Home » , , , » Pucuk Hayya, Pucuk Hayyi

Pucuk Hayya, Pucuk Hayyi

Written By Amoe Hirata on Rabu, 08 Februari 2017 | 22.32


            Sewaktu aku masih kecil, sekitar kelas 3 MI (Madrasah Ibtidaiyah), ada dua kucing yang aku pelihara bersama adikku. Kucing itu bersaudara kandung. Yang satu berwarna putih berkelamin betina; sedangkan yang satunya berwarna hitam berkelamin jantan. Kucing jantan aku beri nama Pucuk Hayya, dan yang betina diberi bana Pucuk Hayyi.
            Seingatku, kucing itu ku pelihara sampai besar. Setiap kali minta makan, maka dengan mimik memelas dan terlihat sopan Pucuk Hayya dan Pucuk Hayyi seolah memintah makan. Nasi dicampur ikan asin menjadi menu andalan kedua kucing tersebut. Sering kami bercengkrama dengan keduanya. Tak jarang juga tidur bersama, bahkan menidurkan si kucing.
            Suka duka tentu ada selama bersama kucing. Sukanya, ada yang bisa diajak main dan bercanda. Dukanya, kalau menggondol ikan tanpa izin dan buang air sembarangan. Kalau sudah begitu, ibu biasanya agak marah dan menyuruhku membuang keduanya. Terlepas dari suka dukanya, yang jelas adanya Pucuk Hayya dan Pucuk Hayyi turut mewarnai perjalanan masa kecilku.
            Entah seperti apa pada akhirnya, kedua kucing itu tidak diketahui rimbanya. Yang satu mungkin sudah bunting, dan yang lain mungkin sudah kawin. Rupanya keduanya sudah memasuki musim kawin.
            Selain keduanya, ada banyak kucing yang silih berganti ku pelihara. Namun, ketika sudah besar mereka mencari jalannya sendiri.
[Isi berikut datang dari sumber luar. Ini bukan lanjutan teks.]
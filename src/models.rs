use crate::import::{FileFormat, ImportRequest};
use rocket::form::FromForm;
use schemars::JsonSchema;
use serde::{Deserialize, Serialize};

// ===== Import Request Models =====

/// Query parameters of `POST /imports`.
#[derive(Debug, Clone, FromForm)]
pub struct ImportParams {
    #[field(name = "sourceKind")]
    pub source_kind: String,
    #[field(name = "campaignId")]
    pub campaign_id: i32,
    #[field(name = "stageId")]
    pub stage_id: i32,
    #[field(name = "assigneeId")]
    pub assignee_id: Option<i32>,
    #[field(name = "autoDistribute")]
    pub auto_distribute: bool,
    #[field(name = "memberId")]
    pub member_ids: Vec<i32>,
    pub label: String,
    /// `csv`, `xlsx`, ...; falls back to the request content type.
    pub format: Option<String>,
}

impl ImportParams {
    pub fn into_request(self, format: FileFormat) -> ImportRequest {
        ImportRequest {
            campaign_id: self.campaign_id,
            stage_id: self.stage_id,
            fixed_assignee_id: self.assignee_id,
            auto_distribute: self.auto_distribute,
            member_ids: self.member_ids,
            source_kind: self.source_kind,
            import_label: self.label,
            format: Some(format),
        }
    }
}

// ===== Import Response Models =====

#[derive(Debug, Clone, Serialize, Deserialize, JsonSchema)]
#[serde(rename_all = "camelCase")]
pub struct ImportAccepted {
    pub job_id: String,
}

#[derive(Debug, Clone, Serialize, Deserialize, JsonSchema)]
#[serde(rename_all = "camelCase")]
pub struct CancelResponse {
    pub job_id: String,
    pub message: String,
}

/// Rule sets available for `sourceKind`.
#[derive(Debug, Clone, Serialize, Deserialize, JsonSchema)]
#[serde(rename_all = "camelCase")]
pub struct SourceKindsResponse {
    pub source_kinds: Vec<String>,
}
Pemeliharaan kucing ini mungkin tidak lepas dari kebiasaan bibiku yang tuna rungu. Dia sangat hobi memelihara kucing. Bahkan seringkali dia membantu hewan-hewan yang sedang terluka seperti anak ayam yang kaki sebelahnya dimakan tikus; anak burung yang jatuh dari sarang dan lain sebagainya.
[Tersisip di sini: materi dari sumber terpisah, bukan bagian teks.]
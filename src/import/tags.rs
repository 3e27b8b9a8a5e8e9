//! Import tag bookkeeping.
//!
//! Every lead touched by a run gets linked to one tag identifying the run.
//! The tag is ensured once, before any worker starts, and links are written
//! check-first so a lead never carries the same tag twice.

use crate::import::repository::{LeadRepository, RepositoryError};
use serde::Serialize;
use std::sync::Arc;

/// Color used when neither the rule set nor the configuration provides one.
pub const DEFAULT_TAG_COLOR: &str = "#6366f1";

/// Tag created (or reused) for one import run.
///
/// An existing tag keeps its stored color; the color passed to
/// [`TagManager::ensure`] only applies on creation.
#[derive(Debug, Clone, PartialEq, Eq, Serialize)]
pub struct ImportTag {
    pub id: i32,
    pub name: String,
}

/// Deterministic tag name for a run: `"<source label> - <import label>"`.
pub fn tag_name(source_label: &str, import_label: &str) -> String {
    let import_label = import_label.trim();
    if import_label.is_empty() {
        source_label.to_string()
    } else {
        format!("{source_label} - {import_label}")
    }
}

#[derive(Clone)]
pub struct TagManager {
    repository: Arc<dyn LeadRepository>,
}

impl TagManager {
    pub fn new(repository: Arc<dyn LeadRepository>) -> Self {
        Self { repository }
    }

    /// Get or create the tag called `name`.
    pub async fn ensure(&self, name: &str, color: &str) -> Result<ImportTag, RepositoryError> {
        let id = self.repository.get_or_create_tag(name, color).await?;
        Ok(ImportTag {
            id,
            name: name.to_string(),
        })
    }

    /// Link `tag_id` to `lead_id` unless the link already exists.
    ///
    /// Returns whether a new link was written.
    pub async fn link(&self, lead_id: i32, tag_id: i32) -> Result<bool, RepositoryError> {
        if self.repository.find_tag_link(lead_id, tag_id).await? {
            return Ok(false);
        }
        self.repository.insert_tag_link(lead_id, tag_id).await?;
        Ok(true)
    }
}

#[cfg(test)]
mod tests {
    use super::*;
    use crate::test_support::memory::MemoryLeadRepository;

    #[test]
    fn test_tag_name_format() {
        assert_eq!(tag_name("Importação CRM", "Feira 2026"), "Importação CRM - Feira 2026");
        assert_eq!(tag_name("Importação CRM", "  "), "Importação CRM");
    }

    #[tokio::test]
    async fn test_ensure_is_idempotent() {
        let repository = Arc::new(MemoryLeadRepository::new());
        let manager = TagManager::new(repository.clone());

        let first = manager.ensure("Importação CRM - x", "#fff").await.unwrap();
        let second = manager.ensure("Importação CRM - x", "#000").await.unwrap();

        assert_eq!(first, second);
        assert_eq!(repository.tag_count(), 1);
        assert_eq!(
            repository.tag_color("Importação CRM - x").as_deref(),
            Some("#fff")
        );
    }

    #[tokio::test]
    async fn test_link_never_duplicates() {
        let repository = Arc::new(MemoryLeadRepository::new());
        let manager = TagManager::new(repository.clone());
        let tag = manager.ensure("t", DEFAULT_TAG_COLOR).await.unwrap();

        assert!(manager.link(1, tag.id).await.unwrap());
        assert!(!manager.link(1, tag.id).await.unwrap());
        assert_eq!(repository.tag_links_for(1), vec![tag.id]);
    }
}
            Bibiku ini betul-betul sangat sayang kepada kucing. Termasuk Pucuk Hayya dan Pucuk Hayyi seringkali diberi makan olehnya. Bahkan sampai sekarang pun (2017) dia masih memelihara ayam dan kucing. Di balik keterbatasannya, dia siap menampung hewan yang mengalami kesusahan dan penderitaan.
            Kisah Pucuk Hayyi dan Pucuk Hayya berikut bibiku yang gemar memelihara kucing, dengan maksud mengangkat kembali bagaimana Islam begitu mengajarkan kasih sayang hingga kepada binatang. Hewan pun menurut ajaran Islam memiliki hak untuk disayangi dan diberikan hak-haknya.
            Berkaitan dengan kucing, aku juga ingat sahabat Rasullah shallallahu ‘alaihi wasallam yang bernama Abdurrahman bin Sakhrin. Beliau lebih dikenal dengan gelarnya, yaitu: Abu Hurairah (Bapaknya Kucing). Menurut cerita yang populer, dia digelari demikian karena ada kucing kecil yang selalu ikut kemana pun dia pergi. Beliau begitu sayang padanya, memberi makan dan minum. Bisa jadi bukan hanya satu kucing yang dipelihara.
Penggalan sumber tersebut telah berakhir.